While balancing poetry and law, Youn managed to publish another book, Ignatz (Four Way Books, 2010), a finalist for the National Book Award in Poetry. After its publication, she began receiving offers to teach poetry at universities, and cobbled together enough classes as an adjunct that she was able to leave law and pursue poetry full-time. 

The slow burn of poetry
While lecturing at Princeton University, Youn finished her third book, Blackacre (Graywolf Press, 2016), which won the William Carlos Williams Award of the Poetry Society of America and was named one of the best poetry books of 2016 by The New York Times, Washington Post and BuzzFeed. Literary honors continued to pile up—she’s won a Guggenheim Fellowship as well as prizes and fellowships from the Poetry Foundation, the Library of Congress, the Rockefeller Foundation and more. In 2021, she was hired with tenure to teach poetry at UCI. 

“It’s incredible to write and teach poetry almost exclusively, but I do miss being a public interest lawyer at times, especially around elections,” Youn says. “That’s when I feel like I might be doing more visible good in the world, as opposed to poetry, which does have an impact, but is more of a slow burn. Poets have to remind themselves that if someone reads a poem and then does something, rather than the poet doing something directly, there’s still an impact,” she says, “even if it’s difficult to trace.” 

Being “from”
The desire to make an impact—if only by giving voice to an under-examined feeling—partially motivated Youn’s newest release, From From. The book is about “deracination,” says Youn, or the process of “being uprooted, particularly racially uprooted, and made alien to one’s home culture.” It is titled after a question that Youn says every Asian American gets asked throughout their lives: “Where are you from…? No—where are you from from?” 

The daughter of Korean immigrants, Youn grew up in Texas with “almost no relationship to Korea,” she says. “I don’t speak Korean, I can cook very little Korean food—and not well—and I feel like the only person alive who doesn’t even watch K-drama.” 

Yet, she remembers, as “often the only Asian kid in the class,” everyone around her assumed that she was culturally Korean, though she had little sense of what that meant for her. 

“I didn’t have this kind of ‘authenticity core’ that a lot of people think about when they think about racial identity,” Youn says. “I always felt like there must be more people like me, people who are recognizably ‘racial’ and ‘ethnic,’ but who don’t truly feel a sense of belonging either to their supposed ‘homeland’—which in many cases they’ve never even been to—or to America, which defines them as belonging to a particular racial group and applies certain preconceptions to them.” 
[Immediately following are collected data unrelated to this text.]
//! Long-polling manager.
//!
//! Emulates push notification over plain request/response HTTP by
//! repeating a request and dispatching each successful body, until a
//! sentinel response header signals that no more data will arrive.

mod config;
mod manager;

pub use config::{DEFAULT_END_OF_STREAM_HEADER, PollConfig};
pub use manager::PollingManager;
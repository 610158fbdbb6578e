//! Retry accounting and backoff calculation shared by the stream managers.

use std::time::Duration;

use rand::Rng;

/// Consecutive-failure counter carried by every reconnecting manager.
///
/// The counter is incremented only on a defined failure condition, never on
/// success, and is reset to zero only on an explicit successful
/// (re)connect.
#[derive(Clone, Copy, Debug)]
pub struct RetryState {
    current: u32,
    max: u32,
}

impl RetryState {
    /// Create a counter that allows `max` consecutive failures.
    pub fn new(max: u32) -> Self {
        Self { current: 0, max }
    }

    /// Number of consecutive failures recorded so far.
    pub fn current(&self) -> u32 {
        self.current
    }

    /// Configured maximum.
    pub fn max(&self) -> u32 {
        self.max
    }

    /// Record one failure and return the new count.
    pub fn record_failure(&mut self) -> u32 {
        self.current = self.current.saturating_add(1);
        self.current
    }

    /// Returns `true` once the failure budget is spent.
    pub fn is_exhausted(&self) -> bool {
        self.current >= self.max
    }

    /// Reset after a successful (re)connect.
    pub fn reset(&mut self) {
        self.current = 0;
    }
}

/// Shared reconnect/backoff configuration used by stream transports.
#[derive(Clone, Copy, Debug)]
pub struct BackoffConfig {
    pub initial_delay: Duration,
    pub max_delay: Duration,
    pub factor: f64,
    pub jitter: f64,
}

impl BackoffConfig {
    pub fn validate(&self) -> Result<(), String> {
        if self.initial_delay.is_zero() {
            return Err("Initial retry delay must be > 0".to_string());
        }
        if self.max_delay.is_zero() {
            return Err("Max retry delay must be > 0".to_string());
        }
        if self.max_delay < self.initial_delay {
            return Err("Max retry delay must be >= initial retry delay".to_string());
        }
        if self.factor < 1.0 || !self.factor.is_finite() {
            return Err("Backoff factor must be >= 1.0".to_string());
        }
        if !(0.0..=1.0).contains(&self.jitter) || !self.jitter.is_finite() {
            return Err("Jitter must be between 0.0 and 1.0".to_string());
        }
        Ok(())
    }
}

/// Compute the delay before retry attempt number `attempt` (zero-based).
pub fn calculate_backoff(config: BackoffConfig, attempt: u32) -> Duration {
    let initial = config.initial_delay.as_secs_f64();
    let max = config.max_delay.as_secs_f64();
    let exponent = config.factor.powf(f64::from(attempt));
    let base = (initial * exponent).min(max);

    if config.jitter == 0.0 {
        return Duration::from_secs_f64(base);
    }

    let mut rng = rand::rng();
    let randomized = rng.random_range(0.0..=base);
    let blended = base * (1.0 - config.jitter) + randomized * config.jitter;
    Duration::from_secs_f64(blended)
}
She began writing poems for the book during the 2016 U.S. presidential election, “because the sudden extra visibility the election gave to those of us who are racial minorities really made me sharpen my thinking about race and identity.” Youn continued writing the book during the COVID-19 pandemic, and through the acts of anti-Asian violence that followed it. 

“Now, especially, it feels crucial to sustain multifaceted conversations about race and identity,” Youn says. “I’m not a public intellectual, I’m not a legislator, I’m not a politician—but I am a poet, and to the extent that I can, I always want to engage in those important and sophisticated conversations through my poetics.” 

Youn has continued writing poetry throughout her life, she says, to contribute to such conversations, to render abstract feelings legible, and to make whatever social impact a poem can make. But above all else, she writes because she must. As Rainer Maria Rilke—the writer  who first made poetry “click” for Youn— wrote, each poet has to “admit, in all honesty, whether or not you would die if you weren’t allowed to write…Dig deep down into yourself for the answer. And if it is yes, if you can meet this solemn question with a strong and simple ‘I must,’ then build your life around that necessity.”